Moustafa Traoré : Oui, d’une certaine façon. Le problème est qu’on ne peut rien faire contre cette immigration européenne incontrôlée, à la différence de l’immigration moindre des pays du Commonwealth. La question n’est pas liée à l’immigration mais à l’Union européenne et à l’ouverture des frontières du pays. Aujourd’hui, la première communauté étrangère en Grande-Bretagne est d’origine polonaise. Sans cette immigration, la population blanche serait d’ailleurs en voie de disparition. Il est donc très difficile de critiquer ce type d’immigration qui permet le renouvèlement de la communauté blanche, par rapport aux minorités ethniques de couleur. En réalité, ces immigrés européens sont bien acceptés parce qu’ils sont travailleurs et qu’ils sont invisibles aux yeux de la population. Ils se fondent ainsi facilement dans la masse.

Susan Finding : Cet engorgement des classes est avant tout le signe de l’incurie des autorités, qui est liée à la concentration géographique de ces populations et à une mauvaise politique du logement. D’ailleurs, certaines villes paisibles et sans histoires dans le sud de l’Angleterre, qui ne comptent pas d’importantes populations immigrées, connaissent, elles aussi, des problèmes de classes surchargées. Tout n’est donc pas lié au taux de fécondité des femmes étrangères. 

Comment le Royaume-Uni peut-il ou doit-il s'adapter ? 

Moustafa Traoré : Il y a clairement un manque de moyens. Pourtant, la solution est simple. Il suffirait d’investir dans la construction de nouvelles écoles et dans la formation de nouveaux professeurs. Tout cela est bon pour l’économie britannique. La reprise actuelle devrait ainsi permettre de dégager de nouvelles marges de manœuvre et de nouveaux financements pour tenter de résoudre cette crise scolaire et faire face à la multiplication des classes surchargées.

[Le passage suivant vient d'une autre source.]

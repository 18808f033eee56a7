//! Non-interactive inventory report
//!
//! Backs the `list` subcommand: every session with its safety class and
//! app summary, printable as text or JSON.

use serde::Serialize;

use crate::session::{AppSummary, SafetyClass, Session, classify};
use crate::tmux::Collector;

/// One row of the report
#[derive(Debug, Clone, Serialize)]
pub struct SessionReport {
    #[serde(flatten)]
    pub session: Session,
    pub safety: SafetyClass,
    pub apps: AppSummary,
}

/// Inventory report
#[derive(Debug, Clone, Serialize)]
pub struct Report {
    pub current: Option<String>,
    pub sessions: Vec<SessionReport>,
}

impl Report {
    /// Collect a fresh report
    pub async fn collect<S: AsRef<str>>(collector: &Collector, protected: &[S]) -> Self {
        let inventory = collector.refresh().await;
        let mut sessions = Vec::with_capacity(inventory.len());

        for session in &inventory.sessions {
            let safety = classify(session, inventory.current.as_deref(), protected);
            let apps = collector.app_summary(&session.name).await;
            sessions.push(SessionReport {
                session: session.clone(),
                safety,
                apps,
            });
        }

        Self {
            current: inventory.current,
            sessions,
        }
    }

    /// Plain text rendering, one line per session
    pub fn to_text(&self) -> String {
        if self.sessions.is_empty() {
            return "No tmux sessions.\n".to_string();
        }

        let mut out = String::new();
        for (i, row) in self.sessions.iter().enumerate() {
            let labels = row.apps.short_labels();
            let apps = if labels.is_empty() {
                String::new()
            } else {
                format!(" [{}]", labels.join(", "))
            };
            out.push_str(&format!(
                "{:2}. {:<20} ({}w/{}p){} {}\n",
                i + 1,
                row.session.name,
                row.session.window_count,
                row.apps.total_panes,
                apps,
                row.safety
            ));
        }
        out
    }
}
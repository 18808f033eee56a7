//! Interactive menu
//!
//! A numbered-command loop over the tmux inventory. Input and output are
//! generic so tests can script a whole session.

mod app;
mod theme;

pub use app::*;
pub use theme::*;
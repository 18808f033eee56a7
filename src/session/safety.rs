//! Session safety classification
//!
//! Decides whether a session may be torn down. Only `Safe` sessions are
//! eligible; the other classes exist so the list can say why.

use std::fmt;

use serde::{Deserialize, Serialize};

use super::Session;

/// Why a session may or may not be destroyed
#[derive(Debug, Clone, Copy, PartialEq, Eq, Hash, Serialize, Deserialize)]
#[serde(rename_all = "snake_case")]
pub enum SafetyClass {
    /// The session the caller is sitting in
    Current,
    /// Attached by some other client
    Attached,
    /// Name is on the protected list
    Protected,
    /// Eligible for destructive actions
    Safe,
}

impl SafetyClass {
    /// Check if the session may be killed
    pub fn is_destroyable(&self) -> bool {
        matches!(self, Self::Safe)
    }

    /// Marker shown next to a session in listings
    pub fn marker(&self) -> &'static str {
        match self {
            Self::Current => "[CURRENT]",
            Self::Attached => "[ATTACHED]",
            Self::Protected => "[PROTECTED]",
            Self::Safe => "✓",
        }
    }
}

impl fmt::Display for SafetyClass {
    fn fmt(&self, f: &mut fmt::Formatter<'_>) -> fmt::Result {
        match self {
            Self::Current => write!(f, "current"),
            Self::Attached => write!(f, "attached"),
            Self::Protected => write!(f, "protected"),
            Self::Safe => write!(f, "safe"),
        }
    }
}

/// Classify a session. First match wins: current, attached, protected, safe.
///
/// A session counts as current if it was flagged so at refresh time or if
/// its name equals `current`.
pub fn classify<S: AsRef<str>>(
    session: &Session,
    current: Option<&str>,
    protected: &[S],
) -> SafetyClass {
    if session.is_current || current.is_some_and(|c| c == session.name) {
        SafetyClass::Current
    } else if session.attached {
        SafetyClass::Attached
    } else if protected.iter().any(|p| p.as_ref() == session.name) {
        SafetyClass::Protected
    } else {
        SafetyClass::Safe
    }
}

Susan Finding : Dans l’immédiat, les rectorats ont les moyens de faire face. Evidemment, il y a des exemples scandaleux, comme ces gamines qui sont obligées de faire quatre heures de bus par jour pour rejoindre leur école, mais leurs cas seront réglés immédiatement par les autorités locales, pour éviter davantage de mauvaise presse. A plus long terme, les pouvoirs publics devraient anticiper bien plus en amont les changements démographiques et les concentrations de population dans les grandes villes, tout en y associant une planification dans la construction des logements. Le problème, c’est que la planification et la centralisation ne sont pas des traditions britanniques. Et l’ingérence de l’Etat dans ce genre de domaine reste toujours un peu délicate. En tout cas, le budget alloué à l’éducation reste assez élevé. Malgré les coupes budgétaires, les financements des écoles ont été largement préservés.